Tous les enfants de Geneviève Savard ont maintenant quitté l’Isle.  Marie Anne, David Louis Dominique, Félicité Sophie, Dominique Isaïe et Marie Geneviève colonisent la Malbaye alors que leurs enfants coloniseront le Saguenay et le lac Saint-Jean.  Comme on l’a vu, les deux autres, François et Joseph Sébastien habitent la rive sud du grand fleuve à Sainte-Anne-de-la-Pocatière et Saint-Roch-des-Aulnaies.
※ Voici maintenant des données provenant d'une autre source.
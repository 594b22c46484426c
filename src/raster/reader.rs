//! Raster reader: header metadata and capped-resolution validity masks for a
//! single GeoTIFF on the local filesystem.
//!
//! File handles are opened per call and dropped before returning, whatever
//! the exit path.

use std::{
    fmt, io,
    path::{Path, PathBuf},
};

use ndarray::Array2;
use serde::{Deserialize, Serialize};
use thiserror::Error;
use tiff::{TiffError, decoder::DecodingResult, tags::Tag};
use tracing::debug;

use super::{
    affine::Affine,
    tags::{self, GeoKeys},
};
use crate::geometry::transform::proj_string_for_epsg;

/// Largest mask grid ever materialised for footprint detection.
pub const MAX_LOAD_SHAPE: (usize, usize) = (4000, 4000);

const DRIVER: &str = "GTiff";

#[derive(Debug, Error)]
pub enum DecodeError {
    #[error("cannot open `{path}`: {source}")]
    Io {
        path: PathBuf,
        #[source]
        source: io::Error,
    },
    #[error("cannot decode `{path}`: {reason}")]
    Format { path: PathBuf, reason: String },
    #[error("unsupported raster layout in `{path}`: {reason}")]
    Unsupported { path: PathBuf, reason: String },
    #[error("band {band} out of range, raster has {count} band(s)")]
    BandOutOfRange { band: usize, count: usize },
    #[error("`{path}` declares {header} band(s) but its pixel data holds {decoded}")]
    BandCountMismatch {
        path: PathBuf,
        header: usize,
        decoded: usize,
    },
    #[error("`{path}` carries no spatial reference")]
    MissingSpatialReference { path: PathBuf },
}

impl DecodeError {
    pub(super) fn format(path: &Path, err: TiffError) -> Self {
        Self::Format {
            path: path.to_path_buf(),
            reason: err.to_string(),
        }
    }
}

/// Colour interpretation of a band, named the way rasterio names them.
#[derive(Debug, Clone, Copy, PartialEq, Eq, Serialize, Deserialize)]
#[serde(rename_all = "lowercase")]
pub enum ColorInterp {
    Gray,
    Red,
    Green,
    Blue,
    Alpha,
    Palette,
    Undefined,
}

impl ColorInterp {
    pub fn name(&self) -> &'static str {
        match self {
            Self::Gray => "gray",
            Self::Red => "red",
            Self::Green => "green",
            Self::Blue => "blue",
            Self::Alpha => "alpha",
            Self::Palette => "palette",
            Self::Undefined => "undefined",
        }
    }
}

impl fmt::Display for ColorInterp {
    fn fmt(&self, f: &mut fmt::Formatter<'_>) -> fmt::Result {
        f.write_str(self.name())
    }
}

/// Raster bounds in the raster's own CRS.
#[derive(Debug, Clone, Copy, PartialEq)]
pub struct Bounds {
    pub left: f64,
    pub bottom: f64,
    pub right: f64,
    pub top: f64,
}

/// Header-level view of a raster file.
#[derive(Debug, Clone)]
pub struct RasterDataset {
    pub path: PathBuf,
    pub width: usize,
    pub height: usize,
    pub band_count: usize,
    pub driver: &'static str,
    pub dtypes: Vec<String>,
    pub interpretations: Vec<ColorInterp>,
    pub transform: Affine,
    /// PROJ string of the raster CRS, `None` for non-georeferenced images.
    pub crs: Option<String>,
    pub nodata: Option<f64>,
    planar: bool,
}

impl RasterDataset {
    /// Read the header of the raster at `path`. Pixel data is not decoded.
    pub fn open(path: impl AsRef<Path>) -> Result<Self, DecodeError> {
        let path = path.as_ref();
        let mut decoder = tags::open_decoder(path)?;
        let fail = |e: TiffError| DecodeError::format(path, e);

        let (width, height) = decoder.dimensions().map_err(fail)?;
        let band_count = tags::samples_per_pixel(&mut decoder).map_err(fail)?;
        if band_count == 0 {
            return Err(DecodeError::Format {
                path: path.to_path_buf(),
                reason: "raster declares zero samples per pixel".into(),
            });
        }
        let planar = tags::is_planar(&mut decoder).map_err(fail)?;

        let bits = tags::find_u16_vec(&mut decoder, Tag::BitsPerSample)
            .map_err(fail)?
            .unwrap_or_else(|| vec![1]);
        let formats = tags::find_u16_vec(&mut decoder, Tag::SampleFormat)
            .map_err(fail)?
            .unwrap_or_else(|| vec![1]);
        let dtypes = (0..band_count)
            .map(|i| {
                let bits = bits.get(i).or(bits.first()).copied().unwrap_or(8);
                let format = formats.get(i).or(formats.first()).copied().unwrap_or(1);
                dtype_name(format, bits)
            })
            .collect();

        let photometric = tags::find_u16(&mut decoder, Tag::PhotometricInterpretation)
            .map_err(fail)?
            .unwrap_or(1);
        let extra = tags::find_u16_vec(&mut decoder, Tag::ExtraSamples)
            .map_err(fail)?
            .unwrap_or_default();
        let interpretations = color_interpretations(photometric, &extra, band_count);

        let keys = tags::geo_keys(&mut decoder).map_err(fail)?;
        let transform = geotransform(&mut decoder, keys).map_err(fail)?;
        let crs = keys.and_then(|k| k.epsg()).map(|code| {
            proj_string_for_epsg(code)
                .map(str::to_string)
                .unwrap_or_else(|| format!("EPSG:{code}"))
        });
        let nodata = tags::nodata(&mut decoder).map_err(fail)?;

        debug!(
            path = %path.display(),
            width, height, band_count, crs = ?crs,
            "opened raster header"
        );

        Ok(Self {
            path: path.to_path_buf(),
            width: width as usize,
            height: height as usize,
            band_count,
            driver: DRIVER,
            dtypes,
            interpretations,
            transform,
            crs,
            nodata,
            planar,
        })
    }

    /// Bounds following rasterio: (left, bottom, right, top) from the
    /// upper-left origin and the far corner of the pixel grid.
    pub fn bounds(&self) -> Bounds {
        let (left, top) = self.transform.forward(0.0, 0.0);
        let (right, bottom) = self.transform.forward(self.width as f64, self.height as f64);
        Bounds {
            left,
            bottom,
            right,
            top,
        }
    }

    pub fn resolution(&self) -> (f64, f64) {
        self.transform.resolution()
    }

    pub fn require_crs(&self) -> Result<&str, DecodeError> {
        self.crs
            .as_deref()
            .ok_or_else(|| DecodeError::MissingSpatialReference {
                path: self.path.clone(),
            })
    }

    /// Validity mask of `band` (1-based), downsampled with nearest-neighbour
    /// sampling to at most `max_shape` (rows, cols).
    pub fn sample_valid_mask(
        &self,
        band: usize,
        max_shape: (usize, usize),
    ) -> Result<Array2<bool>, DecodeError> {
        if band == 0 || band > self.band_count {
            return Err(DecodeError::BandOutOfRange {
                band,
                count: self.band_count,
            });
        }
        if self.planar && self.band_count > 1 {
            return Err(DecodeError::Unsupported {
                path: self.path.clone(),
                reason: "planar (band-separate) sample layout".into(),
            });
        }
        if self.width == 0 || self.height == 0 {
            return Ok(Array2::from_elem((0, 0), false));
        }

        let mut decoder = tags::open_decoder(&self.path)?;
        let grid = tags::ChunkGrid::of(&decoder, self.width, self.height);
        let rows = self.height.min(max_shape.0.max(1));
        let cols = self.width.min(max_shape.1.max(1));
        let src_cols: Vec<usize> = (0..cols)
            .map(|c| nearest_index(c, cols, self.width))
            .collect();

        // Output rows map to non-decreasing source rows, so only the chunks
        // of one chunk row are ever held at a time.
        let mut held: Vec<(u32, DecodingResult, usize)> = Vec::new();
        let mut mask = Array2::from_elem((rows, cols), false);
        for r in 0..rows {
            let src_row = nearest_index(r, rows, self.height);
            for (c, &src_col) in src_cols.iter().enumerate() {
                let (chunk, local_row, local_col) = grid.locate(src_row, src_col);
                let position = match held.iter().position(|(index, ..)| *index == chunk) {
                    Some(position) => position,
                    None => {
                        if c == 0 {
                            held.clear();
                        }
                        held.push(self.read_chunk(&mut decoder, chunk)?);
                        held.len() - 1
                    }
                };
                let (_, data, data_width) = &held[position];
                let index = (local_row * data_width + local_col) * self.band_count + (band - 1);
                mask[(r, c)] = tags::sample_value(data, index)
                    .is_some_and(|value| tags::is_valid(value, self.nodata));
            }
        }
        Ok(mask)
    }

    /// Decode one strip or tile, returning it with its pixel width.
    fn read_chunk(
        &self,
        decoder: &mut tags::TiffDecoder,
        chunk: u32,
    ) -> Result<(u32, DecodingResult, usize), DecodeError> {
        let (width, height) = decoder.chunk_data_dimensions(chunk);
        let data = decoder
            .read_chunk(chunk)
            .map_err(|e| DecodeError::format(&self.path, e))?;
        let expected = width as usize * height as usize * self.band_count;
        if tags::buffer_len(&data) < expected {
            return Err(DecodeError::Format {
                path: self.path.clone(),
                reason: format!(
                    "chunk {chunk} decoded {} samples, expected {expected}",
                    tags::buffer_len(&data)
                ),
            });
        }
        Ok((chunk, data, width as usize))
    }

    /// Fails when an independent decode of the pixel data saw a different
    /// number of bands than the header declares.
    pub fn ensure_band_count(&self, decoded: usize) -> Result<(), DecodeError> {
        if decoded == self.band_count {
            return Ok(());
        }
        Err(DecodeError::BandCountMismatch {
            path: self.path.clone(),
            header: self.band_count,
            decoded,
        })
    }
}

/// Source index whose pixel contains the centre of output cell `out`.
fn nearest_index(out: usize, out_len: usize, src_len: usize) -> usize {
    let center = (out as f64 + 0.5) * src_len as f64 / out_len as f64;
    (center.floor() as usize).min(src_len - 1)
}

fn dtype_name(sample_format: u16, bits: u16) -> String {
    match (sample_format, bits) {
        (1, 8) => "uint8".into(),
        (1, 16) => "uint16".into(),
        (1, 32) => "uint32".into(),
        (1, 64) => "uint64".into(),
        (2, 8) => "int8".into(),
        (2, 16) => "int16".into(),
        (2, 32) => "int32".into(),
        (2, 64) => "int64".into(),
        (3, 32) => "float32".into(),
        (3, 64) => "float64".into(),
        (_, bits) => format!("unknown{bits}"),
    }
}

fn color_interpretations(photometric: u16, extra: &[u16], band_count: usize) -> Vec<ColorInterp> {
    let base: &[ColorInterp] = match photometric {
        0 | 1 => &[ColorInterp::Gray],
        2 => &[ColorInterp::Red, ColorInterp::Green, ColorInterp::Blue],
        3 => &[ColorInterp::Palette],
        _ => &[],
    };
    (0..band_count)
        .map(|i| match base.get(i) {
            Some(interp) => *interp,
            None => {
                // ExtraSamples: 1 = associated alpha, 2 = unassociated alpha
                let extra_index = i.checked_sub(base.len());
                match extra_index.and_then(|j| extra.get(j)) {
                    Some(1) | Some(2) => ColorInterp::Alpha,
                    _ => ColorInterp::Undefined,
                }
            }
        })
        .collect()
}

fn geotransform(
    decoder: &mut tags::TiffDecoder,
    keys: Option<GeoKeys>,
) -> Result<Affine, TiffError> {
    let transform = if let Some(m) = tags::find_f64_vec(decoder, tags::GEOTIFF_MODELTRANSFORMATION)?
        .filter(|m| m.len() >= 8)
    {
        Affine::new(m[0], m[1], m[3], m[4], m[5], m[7])
    } else {
        let tiepoint = tags::find_f64_vec(decoder, tags::GEOTIFF_MODELTIEPOINT)?;
        let scale = tags::find_f64_vec(decoder, tags::GEOTIFF_MODELPIXELSCALE)?;
        match (tiepoint, scale) {
            (Some(tp), Some(sc)) if tp.len() >= 6 && sc.len() >= 2 => {
                let (i, j, x, y) = (tp[0], tp[1], tp[3], tp[4]);
                let (sx, sy) = (sc[0], sc[1]);
                Affine::north_up(x - i * sx, y + j * sy, sx, sy)
            }
            // No georeferencing: plain pixel grid
            _ => Affine::new(1.0, 0.0, 0.0, 0.0, 1.0, 0.0),
        }
    };

    let pixel_is_point = keys.and_then(|k| k.raster_type) == Some(tags::RASTER_PIXEL_IS_POINT);
    Ok(if pixel_is_point {
        transform.translate_pixels(-0.5, -0.5)
    } else {
        transform
    })
}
Un événement important pour ma lignée des Harvay survient au cours de l’été 1802.  Marie Anne Tremblay (1774-1840), qui aura vingt-huit ans en août, jette son dévolu sur le jeune Joseph, mon ancêtre qui lui en a dix-neuf.  Dominique à l’âge de soixante-six ans laisse donc l’aîné de sa deuxième couche, Joseph prendre en main sa terre alors que ce dernier épouse Marie Anne, le 15 novembre de la même année.

L’année 1803 débute bien tristement pour « la  grande Madeleine », le 18 janvier sa mère, Marie Madeleine Boissonneau dit Saint-Onge décède[21].  Marie Magdeleine étant l’aînée de ce deuxième lit de son père, elle voit aux obsèques.

Quatre mois plus tard, Dominique et Marie Magdeleine seront de la fête pour le mariage de Marie-Victoire Perron (1775-1850) et Michel Leclerc (1776-1839) où l’ancêtre est témoin[22].  Marie-Victoire est la belle-sœur de Dominique Isaïe, le fils de Dominique qui s’est uni à Marie Madeleine Perron en 1797.  Marie-Victoire épouse le fils d’un pilote, Pierre Leclerc (1729-1796) de son vivant confrère de Dominique, qui s’était établi comme emplacitaires à l’Isle.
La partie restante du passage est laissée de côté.